Maker may prepay any amounts which remain due hereunder, in whole or in part, without premium or penalty. All prepayments shall apply first to accrued and unpaid interest and then to the unpaid principal amount hereof, provided that interest shall immediately cease upon amounts prepaid under this Note.

This Promissory Note shall not be assignable or otherwise transferable by any party hereto without the prior written consent of the other party hereto, provided that the Maker may assign this Promissory Note to any subsidiary of the Maker.
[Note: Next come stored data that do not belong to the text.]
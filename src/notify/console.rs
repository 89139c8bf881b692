use std::io::{self, Write};
use url::Url;

use super::describe_event;
use crate::error::Result;
use crate::tracker::NotificationEvent;

/// Prints one line per notification, to stdout unless told otherwise.
pub struct ConsoleNotifier {
    website_url: Url,
    out: Box<dyn Write + Send>,
}

impl ConsoleNotifier {
    pub fn new(website_url: Url) -> Self {
        Self::with_writer(website_url, io::stdout())
    }

    pub fn with_writer(website_url: Url, out: impl Write + Send + 'static) -> Self {
        Self {
            website_url,
            out: Box::new(out),
        }
    }

    pub(crate) fn send(&mut self, event: &NotificationEvent) -> Result<()> {
        writeln!(self.out, "{}", describe_event(&self.website_url, event))?;
        self.out.flush()?;
        Ok(())
    }
}
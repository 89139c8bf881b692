//! Watches the cita previa booking page and tells you the moment the
//! appointment form is back.

pub mod config;
pub mod detect;
pub mod error;
pub mod fetch;
pub mod notify;
pub mod stopwatch;
pub mod tracker;
pub mod worker;

pub use config::{Args, Config};
pub use error::{Error, Result};
pub use worker::Worker;

/// The page that is polled. Not configurable.
pub const TARGET_URL: &str = "https://icp.administracionelectronica.gob.es/icpplus/index.html";
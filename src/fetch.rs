use log::{debug, info, warn};
use reqwest::Client;
use std::time::Duration;
use url::Url;

use crate::error::Result;

/// Outcome of a single GET against the watched page.
#[derive(Debug, Clone, PartialEq, Eq)]
pub enum PollResult {
    /// The connection could not be established or the response did not
    /// arrive in time.
    Timeout,
    /// The server answered with a status outside `[200, 300)`.
    HttpError(u16),
    /// The server answered with a 2xx status; carries the page body.
    Success(String),
}

/// Issues GET requests against one URL through a single pooled client.
///
/// The client keeps its connections alive between polls. Call
/// [`Fetcher::close`] when the run ends to release them.
#[derive(Debug)]
pub struct Fetcher {
    client: Client,
    url: Url,
}

impl Fetcher {
    /// Builds the pooled client.
    ///
    /// `read_timeout` of `None` means the response may take arbitrarily long.
    ///
    /// # Errors
    ///
    /// Returns an error if the HTTP client cannot be constructed (for
    /// example when the TLS backend fails to initialise).
    pub fn new(url: Url, connect_timeout: Duration, read_timeout: Option<Duration>) -> Result<Self> {
        let mut builder = Client::builder().connect_timeout(connect_timeout);
        if let Some(read_timeout) = read_timeout {
            builder = builder.read_timeout(read_timeout);
        }

        Ok(Self {
            client: builder.build()?,
            url,
        })
    }

    pub fn url(&self) -> &Url {
        &self.url
    }

    /// Performs one poll. Never fails: transport problems fold into
    /// [`PollResult::Timeout`].
    pub async fn fetch(&self) -> PollResult {
        let response = match self.client.get(self.url.clone()).send().await {
            Ok(response) => response,
            Err(e) => {
                if e.is_timeout() {
                    debug!("Request to {} timed out: {e}", self.url);
                } else {
                    // Refused connections and DNS failures are reported like timeouts
                    warn!("Request to {} failed: {e}", self.url);
                }
                return PollResult::Timeout;
            }
        };

        let status = response.status();
        if !status.is_success() {
            return PollResult::HttpError(status.as_u16());
        }

        match response.text().await {
            Ok(body) => PollResult::Success(body),
            Err(e) => {
                warn!("Could not read the body of {}: {e}", self.url);
                PollResult::Timeout
            }
        }
    }

    /// Drops the client and with it every pooled connection.
    pub fn close(self) {
        drop(self.client);
        info!("Released HTTP connections to {}", self.url);
    }
}

#[cfg(test)]
mod tests {
    use super::*;
    use tokio::io::{AsyncReadExt, AsyncWriteExt};
    use tokio::net::TcpListener;

    /// Serves `response` verbatim to the first connection and returns the
    /// URL of the listener.
    async fn serve_once(response: &'static str) -> Url {
        let listener = TcpListener::bind("127.0.0.1:0").await.unwrap();
        let addr = listener.local_addr().unwrap();
        tokio::spawn(async move {
            let (mut socket, _) = listener.accept().await.unwrap();
            let mut buf = [0u8; 4096];
            let mut request = Vec::new();
            while !request.windows(4).any(|w| w == b"\r\n\r\n") {
                let n = socket.read(&mut buf).await.unwrap();
                if n == 0 {
                    break;
                }
                request.extend_from_slice(&buf[..n]);
            }
            socket.write_all(response.as_bytes()).await.unwrap();
            socket.shutdown().await.unwrap();
        });
        Url::parse(&format!("http://{addr}/icpplus/index.html")).unwrap()
    }

    #[tokio::test]
    async fn test_success_returns_body() {
        let url = serve_once(
            "HTTP/1.1 200 OK\r\nContent-Length: 13\r\nConnection: close\r\n\r\n<html></html>",
        )
        .await;
        let fetcher = Fetcher::new(url, Duration::from_secs(5), None).unwrap();
        assert_eq!(
            fetcher.fetch().await,
            PollResult::Success("<html></html>".to_string())
        );
        fetcher.close();
    }

    #[tokio::test]
    async fn test_non_success_status_is_http_error() {
        let url = serve_once(
            "HTTP/1.1 503 Service Unavailable\r\nContent-Length: 0\r\nConnection: close\r\n\r\n",
        )
        .await;
        let fetcher = Fetcher::new(url, Duration::from_secs(5), None).unwrap();
        assert_eq!(fetcher.fetch().await, PollResult::HttpError(503));
    }

    #[tokio::test]
    async fn test_silent_server_hits_read_timeout() {
        let listener = TcpListener::bind("127.0.0.1:0").await.unwrap();
        let addr = listener.local_addr().unwrap();
        tokio::spawn(async move {
            // Accept and hold the socket without ever answering
            let (_socket, _) = listener.accept().await.unwrap();
            tokio::time::sleep(Duration::from_secs(3)).await;
        });

        let url = Url::parse(&format!("http://{addr}/")).unwrap();
        let fetcher = Fetcher::new(
            url,
            Duration::from_secs(5),
            Some(Duration::from_millis(200)),
        )
        .unwrap();
        assert_eq!(fetcher.fetch().await, PollResult::Timeout);
    }

    #[tokio::test]
    async fn test_refused_connection_is_timeout() {
        let listener = TcpListener::bind("127.0.0.1:0").await.unwrap();
        let addr = listener.local_addr().unwrap();
        drop(listener);

        let url = Url::parse(&format!("http://{addr}/")).unwrap();
        let fetcher = Fetcher::new(url, Duration::from_millis(500), None).unwrap();
        assert_eq!(fetcher.fetch().await, PollResult::Timeout);
    }

    #[ignore = "This test requires a network where 10.255.255.1 silently drops packets"]
    #[tokio::test]
    async fn test_unroutable_host_hits_connect_timeout() {
        let fetcher = Fetcher::new(
            Url::parse("http://10.255.255.1/").unwrap(),
            Duration::from_millis(500),
            None,
        )
        .unwrap();

        let started = std::time::Instant::now();
        assert_eq!(fetcher.fetch().await, PollResult::Timeout);
        assert!(
            started.elapsed() < Duration::from_secs(2),
            "Expected the connect timeout to fire, took {:?}",
            started.elapsed()
        );
    }

    #[ignore = "This test requires network access to the booking site"]
    #[tokio::test]
    async fn test_live_site_answers() {
        let fetcher = Fetcher::new(
            Url::parse(crate::TARGET_URL).unwrap(),
            Duration::from_secs(5),
            Some(Duration::from_secs(10)),
        )
        .unwrap();
        let result = fetcher.fetch().await;
        assert!(
            !matches!(result, PollResult::Timeout),
            "Expected the booking site to answer"
        );
    }
}
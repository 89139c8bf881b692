use std::time::{Duration, Instant};

/// Measures the wall-clock time of a single interval.
#[derive(Debug, Clone, Copy, PartialEq, Eq, Default)]
pub struct Stopwatch {
    begin: Option<Instant>,
    end: Option<Instant>,
}

impl Stopwatch {
    pub fn new(start_now: bool) -> Self {
        Self {
            begin: start_now.then(Instant::now),
            end: None,
        }
    }

    /// Starts (or restarts) the interval, discarding any previous end.
    pub fn start(&mut self) {
        self.begin = Some(Instant::now());
        self.end = None;
    }

    /// Closes the interval. Does nothing if the watch was never started.
    pub fn stop(&mut self) -> Option<Duration> {
        if self.begin.is_some() {
            self.end = Some(Instant::now());
        }
        self.elapsed()
    }

    /// Stops a running watch, otherwise restarts it.
    pub fn toggle(&mut self) -> Option<Duration> {
        if self.is_running() {
            self.stop()
        } else {
            self.start();
            self.elapsed()
        }
    }

    pub fn is_running(&self) -> bool {
        self.begin.is_some() && self.end.is_none()
    }

    /// Length of the closed interval, `None` while it is open or unstarted.
    pub fn elapsed(&self) -> Option<Duration> {
        match (self.begin, self.end) {
            (Some(begin), Some(end)) => Some(end.duration_since(begin)),
            _ => None,
        }
    }
}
NOTWITHSTANDING ANYTHING IN THIS NOTE TO THE CONTRARY, THIS NOTE AND THE INDEBTEDNESS CREATED HEREIN IS AND SHALL REMAIN SECONDARY, SUBORDINATE AND INFERIOR IN ALL RESPECTS TO ALL INDEBTEDNESS, LIENS AND SECURITY INTERESTS, PAYABLE TO THE ORDER OF OR OTHERWISE OWED TO TEXAS CAPITAL BANK, N.A., AND ITS SUCCESSORS AND ASSIGNS AND ALL RENEWALS, MODIFICATIONS AND/OR EXTENSIONS THEREOF.
 

THIS NOTE SHALL BE GOVERNED BY AND CONSTRUED AND INTERPRETED IN ACCORDANCE WITH THE LAWS OF THE STATE OF TEXAS.

NOTICE

THIS WRITTEN LOAN AGREEMENT REPRESENTS THE FINAL AGREEMENT BETWEEN THE PARTIES AND MAY NOT BE CONTRADICTED BY EVIDENCE OF PRIOR, CONTEMPORANEOUS, OR SUBSEQUENT ORAL AGREEMENTS OF THE PARTIES.

THERE ARE NO UNWRITTEN ORAL AGREEMENTS BETWEEN THE PARTIES.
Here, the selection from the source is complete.